Single by Daddy Lumba

from the album Aben Wo Ha
- Language: Akan (Twi)
- Released: 1998
- Recorded: 1998
- Studio: Rheinklang Studios in Dusseldorf
- Genre: Highlife
- Label: Lumba Productions
- Songwriter: Daddy Lumba
- Producers: Daddy Lumba, Bodo Staiger

= Aben Wo Ha =

"Aben Wo Ha" is a single released by Ghanaian musician Daddy Lumba from his 1998 studio album of the same name.

== Controversy ==
In 1999 there were numerous calls by critics and conservative music fans to ban "Aben Wo Ha" on radio, however, the National Commission on Culture which exercises authority over the music industry in Ghana, decided against banning it.

== Popularity ==
It was alleged that presenter Tommy Annan Forson made the song popular when he refused to play it on radio due to its sexually suggestive lyrics. His decision made people curious about the song.

The song was a commercial success. "Aben Wo Ha" won numerous of awards in 1999 and 2000, including winning the "Song of the Year" award at the maiden Ghana Music Awards held in 2000.

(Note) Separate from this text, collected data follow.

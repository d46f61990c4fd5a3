//! Polyfill and fallback suggestions for detected features.

use serde::Serialize;

/// How to keep a feature working where it is unsupported.
#[derive(Debug, Clone, Copy, PartialEq, Eq, Serialize)]
#[serde(rename_all = "camelCase")]
pub struct PolyfillSuggestion {
    /// Feature id the suggestion applies to
    pub feature_id: &'static str,
    /// Display name used in reports
    pub feature: &'static str,
    pub polyfills: &'static [&'static str],
    pub fallback_strategy: &'static str,
    pub npm_packages: &'static [&'static str],
    pub cdn_links: &'static [&'static str],
}

impl PolyfillSuggestion {
    /// Whether there is anything to install
    pub fn has_packages(&self) -> bool {
        !self.npm_packages.is_empty() || !self.cdn_links.is_empty()
    }
}

pub const SUGGESTIONS: &[PolyfillSuggestion] = &[
    PolyfillSuggestion {
        feature_id: "container-queries",
        feature: "Container Queries",
        polyfills: &["container-query-polyfill"],
        fallback_strategy: "Use media queries as fallback or feature detection with ResizeObserver",
        npm_packages: &["container-query-polyfill"],
        cdn_links: &[
            "https://unpkg.com/container-query-polyfill@1.0.2/dist/container-query-polyfill.modern.js",
        ],
    },
    PolyfillSuggestion {
        feature_id: "has",
        feature: ":has() selector",
        polyfills: &[],
        fallback_strategy: "Use JavaScript for dynamic class toggling based on child presence",
        npm_packages: &[],
        cdn_links: &[],
    },
    PolyfillSuggestion {
        feature_id: "grid",
        feature: "CSS Grid",
        polyfills: &[],
        fallback_strategy: "Use Flexbox or floats for older browsers. Grid is widely supported.",
        npm_packages: &[],
        cdn_links: &[],
    },
    PolyfillSuggestion {
        feature_id: "subgrid",
        feature: "CSS Subgrid",
        polyfills: &[],
        fallback_strategy: "Use nested grids or define columns explicitly on child elements",
        npm_packages: &[],
        cdn_links: &[],
    },
    PolyfillSuggestion {
        feature_id: "nesting",
        feature: "CSS Nesting",
        polyfills: &["postcss-nesting"],
        fallback_strategy: "Use a PostCSS plugin to compile nested CSS to flat CSS",
        npm_packages: &["postcss-nesting", "postcss-preset-env"],
        cdn_links: &[],
    },
    PolyfillSuggestion {
        feature_id: "custom-properties",
        feature: "CSS Custom Properties",
        polyfills: &["css-vars-ponyfill"],
        fallback_strategy: "Provide static fallback values before custom property usage",
        npm_packages: &["css-vars-ponyfill"],
        cdn_links: &["https://unpkg.com/css-vars-ponyfill@2.4.8/dist/css-vars-ponyfill.min.js"],
    },
    PolyfillSuggestion {
        feature_id: "logical-properties",
        feature: "CSS Logical Properties",
        polyfills: &["postcss-logical"],
        fallback_strategy: "Use PostCSS to convert logical properties to physical ones",
        npm_packages: &["postcss-logical"],
        cdn_links: &[],
    },
    PolyfillSuggestion {
        feature_id: "top-level-await",
        feature: "Top-level Await",
        polyfills: &["@babel/plugin-syntax-top-level-await"],
        fallback_strategy: "Wrap in async IIFE: (async () => { await ... })()",
        npm_packages: &["@babel/plugin-syntax-top-level-await"],
        cdn_links: &[],
    },
];

/// Suggestion for a feature id, if one exists
pub fn suggestion_for(feature_id: &str) -> Option<&'static PolyfillSuggestion> {
    SUGGESTIONS.iter().find(|s| s.feature_id == feature_id)
}
//! Markdown formatter for the pull request comment.

use greenlight_core::polyfills::{suggestion_for, PolyfillSuggestion};
use greenlight_core::{
    BaselineStatus, Browser, CompatibilityReport, CompatibilityResult, Severity, COMMENT_MARKER,
};
use std::fmt::Write;

pub const COMMENT_TITLE: &str = "🚦 Baseline Compatibility Report";

/// Cells in the score progress bar
const PROGRESS_CELLS: usize = 20;

const PROJECT_URL: &str = "https://github.com/greenlightci/greenlight";

pub struct MarkdownFormatter;

/// Traffic light for a score
pub fn score_emoji(score: u8) -> &'static str {
    match score {
        90.. => "🟢",
        70..=89 => "🟡",
        _ => "🔴",
    }
}

/// `` `██████░░░░…` 30% ``, one cell per five points
pub fn progress_bar(score: u8) -> String {
    let filled = (usize::from(score) / 5).min(PROGRESS_CELLS);
    format!(
        "`{}{}` {score}%",
        "█".repeat(filled),
        "░".repeat(PROGRESS_CELLS - filled)
    )
}

pub fn status_emoji(status: BaselineStatus) -> &'static str {
    match status {
        BaselineStatus::WidelyAvailable => "✅",
        BaselineStatus::NewlyAvailable => "⚠️",
        BaselineStatus::Limited => "❌",
        BaselineStatus::NotBaseline => "🚫",
        BaselineStatus::Unknown => "❓",
    }
}

/// shields.io badge for a status, with the Baseline year when known
pub fn status_badge(status: BaselineStatus, year: Option<&str>) -> String {
    let year = year.map(|y| format!("%20({y})")).unwrap_or_default();
    match status {
        BaselineStatus::WidelyAvailable => format!(
            "![Widely Available](https://img.shields.io/badge/Baseline-Widely%20Available{year}-brightgreen)"
        ),
        BaselineStatus::NewlyAvailable => format!(
            "![Newly Available](https://img.shields.io/badge/Baseline-Newly%20Available{year}-yellow)"
        ),
        BaselineStatus::Limited => {
            "![Limited](https://img.shields.io/badge/Baseline-Limited%20Availability-orange)".to_string()
        }
        BaselineStatus::NotBaseline => {
            "![Not Baseline](https://img.shields.io/badge/Status-Not%20Baseline-red)".to_string()
        }
        BaselineStatus::Unknown => {
            "![Unknown](https://img.shields.io/badge/Status-Unknown-lightgrey)".to_string()
        }
    }
}

fn ok_or(count: usize, flag: &'static str) -> &'static str {
    if count > 0 {
        flag
    } else {
        "✅"
    }
}

/// Render the full comment body, starting with [`COMMENT_MARKER`]
pub fn render_comment(report: &CompatibilityReport) -> String {
    let mut out = String::new();
    let score = report.score;

    let _ = writeln!(out, "{COMMENT_MARKER}\n");
    let _ = writeln!(out, "# {COMMENT_TITLE}\n");
    let _ = writeln!(out, "## Compatibility Score: {} **{score}/100**\n", score_emoji(score));
    let _ = writeln!(out, "{}\n", progress_bar(score));

    out.push_str("| Metric | Count | Status |\n");
    out.push_str("|--------|-------|--------|\n");
    let _ = writeln!(out, "| Features Detected | {} | ℹ️ |", report.total_features);
    let _ = writeln!(
        out,
        "| Blocking Issues | {} | {} |",
        report.blocking_count,
        ok_or(report.blocking_count, "❌")
    );
    let _ = writeln!(
        out,
        "| Warnings | {} | {} |",
        report.warning_count,
        ok_or(report.warning_count, "⚠️")
    );
    let _ = writeln!(out, "| Safe to Use | {} | ✅ |\n", report.info_count);

    if report.results.is_empty() {
        out.push_str(
            "> ✅ **Great news!** No web features detected in this PR that require compatibility checking.\n\n",
        );
        out.push_str(
            "This PR doesn't introduce any new web platform features that need baseline validation.\n",
        );
        let _ = write!(out, "\n---\n🤖 *Powered by [GreenLight]({PROJECT_URL})*\n");
        return out;
    }

    let blocking: Vec<_> = report.results.iter().filter(|r| r.blocking).collect();
    let warnings: Vec<_> = report
        .results
        .iter()
        .filter(|r| !r.blocking && r.severity == Severity::Warning)
        .collect();
    let errors: Vec<_> = report
        .results
        .iter()
        .filter(|r| !r.blocking && r.severity == Severity::Error)
        .collect();
    let safe: Vec<_> = report
        .results
        .iter()
        .filter(|r| !r.blocking && r.severity == Severity::Info)
        .collect();

    if !blocking.is_empty() {
        out.push_str("## ❌ Blocking Issues\n\n");
        out.push_str("> **Action Required:** The following features need attention before merging.\n\n");
        for result in &blocking {
            out.push_str(&render_result(result));
        }
    }

    if !warnings.is_empty() || !errors.is_empty() {
        out.push_str("## ⚠️ Warnings\n\n");
        out.push_str(
            "> **Recommendation:** These features are not yet widely available. Consider adding polyfills for broader support.\n\n",
        );
        for result in warnings.iter().chain(&errors) {
            out.push_str(&render_result(result));
        }
    }

    if !safe.is_empty() {
        let plural = if safe.len() > 1 { "s" } else { "" };
        out.push_str("## ✅ Safe to Use\n\n");
        let _ = write!(
            out,
            "<details>\n<summary><b>View {} widely available feature{plural}</b> (click to expand)</summary>\n\n",
            safe.len()
        );
        for result in &safe {
            out.push_str(&render_result(result));
        }
        out.push_str("</details>\n\n");
    }

    out.push_str("---\n");
    out.push_str("\n### 📚 Resources\n\n");
    out.push_str("- [Baseline Documentation](https://web.dev/baseline/)\n");
    out.push_str("- [Browser Compatibility Data](https://github.com/mdn/browser-compat-data)\n");
    out.push_str("- [Can I Use](https://caniuse.com/)\n\n");
    let _ = writeln!(
        out,
        "<sub>🤖 Generated by [GreenLight]({PROJECT_URL}) | Need help? [Open an issue]({PROJECT_URL}/issues)</sub>"
    );
    out
}

fn render_result(result: &CompatibilityResult) -> String {
    let feature = &result.feature;
    let mut out = String::new();

    let _ = writeln!(out, "#### {} `{}`\n", status_emoji(feature.status), feature.name);
    let _ = writeln!(out, "{}\n", status_badge(feature.status, feature.baseline_year.as_deref()));

    let _ = write!(out, "- **Location:** `{}`", result.file_path);
    if let Some(line) = result.line {
        let _ = write!(out, ":{line}");
    }
    out.push('\n');

    if !feature.support.is_empty() {
        let support: Vec<String> = Browser::all()
            .iter()
            .filter_map(|browser| {
                feature
                    .support
                    .get(browser)
                    .map(|version| format!("{} {version}+", browser.display_name()))
            })
            .collect();
        let _ = writeln!(out, "- **Browser Support:** {}", support.join(" • "));
    }

    if feature.status != BaselineStatus::WidelyAvailable && result.severity != Severity::Info {
        if let Some(suggestion) = suggestion_for(&feature.id) {
            out.push_str("\n<details>\n<summary>💡 <b>Polyfill & Fallback Options</b></summary>\n\n");
            out.push_str(&render_polyfill(suggestion));
            out.push_str("</details>\n");
        }
    }

    if let Some(mdn) = &feature.mdn_url {
        let _ = write!(out, "\n📖 [View on MDN]({mdn})");
    }
    if let Some(spec) = &feature.spec_url {
        let _ = write!(out, " • [Specification]({spec})");
    }
    out.push_str("\n\n");
    out
}

pub fn render_polyfill(suggestion: &PolyfillSuggestion) -> String {
    let mut out = String::new();

    if !suggestion.fallback_strategy.is_empty() {
        let _ = write!(out, "**💡 Fallback Strategy:**\n{}\n\n", suggestion.fallback_strategy);
    }
    if !suggestion.npm_packages.is_empty() {
        out.push_str("**📦 NPM Packages:**\n");
        for package in suggestion.npm_packages {
            let _ = write!(out, "```bash\nnpm install {package}\n```\n");
        }
    }
    if !suggestion.cdn_links.is_empty() {
        out.push_str("**🔗 CDN Links:**\n");
        for link in suggestion.cdn_links {
            let _ = writeln!(out, "- {link}");
        }
    }
    if !suggestion.has_packages() && !suggestion.polyfills.is_empty() {
        let _ = writeln!(out, "**Polyfills:** {}", suggestion.polyfills.join(", "));
    }
    out.push('\n');
    out
}

#[cfg(test)]
mod tests {
    use super::*;
    use greenlight_core::{BaselineFeature, BrowserSupport, ReportBuilder};

    fn result(id: &str, status: BaselineStatus, severity: Severity, blocking: bool) -> CompatibilityResult {
        let mut support = BrowserSupport::new();
        support.insert(Browser::Safari, "16".to_string());
        support.insert(Browser::Chrome, "105".to_string());

        CompatibilityResult {
            feature: BaselineFeature {
                id: id.to_string(),
                name: id.to_string(),
                description: None,
                status,
                baseline_year: Some("2023".to_string()),
                support,
                mdn_url: Some(format!("https://developer.mozilla.org/{id}")),
                spec_url: None,
            },
            file_path: "src/app.css".to_string(),
            line: Some(4),
            severity,
            blocking,
        }
    }

    fn report(results: Vec<(CompatibilityResult, BaselineStatus)>) -> CompatibilityReport {
        let mut builder = ReportBuilder::new();
        for (result, status) in results {
            builder.push(result, Some(status));
        }
        builder.finish()
    }

    #[test]
    fn test_score_emoji_thresholds() {
        assert_eq!(score_emoji(100), "🟢");
        assert_eq!(score_emoji(90), "🟢");
        assert_eq!(score_emoji(89), "🟡");
        assert_eq!(score_emoji(70), "🟡");
        assert_eq!(score_emoji(69), "🔴");
    }

    #[test]
    fn test_progress_bar() {
        assert_eq!(progress_bar(100), format!("`{}` 100%", "█".repeat(20)));
        assert_eq!(progress_bar(0), format!("`{}` 0%", "░".repeat(20)));
        assert_eq!(progress_bar(74), format!("`{}{}` 74%", "█".repeat(14), "░".repeat(6)));
    }

    #[test]
    fn test_status_badge_includes_year() {
        let badge = status_badge(BaselineStatus::NewlyAvailable, Some("2024"));
        assert!(badge.contains("Newly%20Available%20(2024)-yellow"));
        assert!(status_badge(BaselineStatus::Limited, Some("2024")).contains("Limited%20Availability"));
    }

    #[test]
    fn test_empty_report() {
        let comment = render_comment(&report(vec![]));
        assert!(comment.starts_with(COMMENT_MARKER));
        assert!(comment.contains("## Compatibility Score: 🟢 **100/100**"));
        assert!(comment.contains("No web features detected"));
        assert!(!comment.contains("Blocking Issues\n\n>"));
    }

    #[test]
    fn test_sections_and_polyfills() {
        let comment = render_comment(&report(vec![
            (
                result("container-queries", BaselineStatus::NewlyAvailable, Severity::Warning, true),
                BaselineStatus::NewlyAvailable,
            ),
            (
                result("grid", BaselineStatus::WidelyAvailable, Severity::Info, false),
                BaselineStatus::WidelyAvailable,
            ),
        ]));

        assert!(comment.contains("## ❌ Blocking Issues"));
        assert!(comment.contains("| Blocking Issues | 1 | ❌ |"));
        assert!(comment.contains("View 1 widely available feature</b>"));
        assert!(comment.contains("- **Location:** `src/app.css`:4"));
        assert!(comment.contains("- **Browser Support:** Chrome 105+ • Safari 16+"));
        assert!(comment.contains("npm install container-query-polyfill"));
        assert!(comment.contains("📖 [View on MDN](https://developer.mozilla.org/grid)"));

        // Widely available features never carry polyfill details.
        let safe = &comment[comment.find("## ✅ Safe to Use").unwrap()..];
        assert!(!safe.contains("Polyfill & Fallback Options"));
    }

    #[test]
    fn test_limited_features_are_listed_as_warnings() {
        let comment = render_comment(&report(vec![(
            result("has", BaselineStatus::Limited, Severity::Error, false),
            BaselineStatus::Limited,
        )]));
        assert!(comment.contains("## ⚠️ Warnings"));
        assert!(comment.contains("#### ❌ `has`"));
        assert!(comment.contains("**💡 Fallback Strategy:**"));
    }
}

"Aben Wo Ha" still enjoys some level of popularity, even internationally, despite more than two decades since its release. The song became the unofficial welcome song for Ghanaian midfielder Thomas Partey when he signed for Arsenal FC in October 2020, with a video of a fan dancing to the song posted on the official Arsenal Instagram page. In 2015, the video for "Aben Wo Ha" went viral after American rapper Ludacris posted a snippet on his social media accounts.

Former Barcelona and AC Milan midfielder Kevin-Prince Boateng again made the song go viral when he posted a video of himself jamming to "Aben Wo Ha" in his car.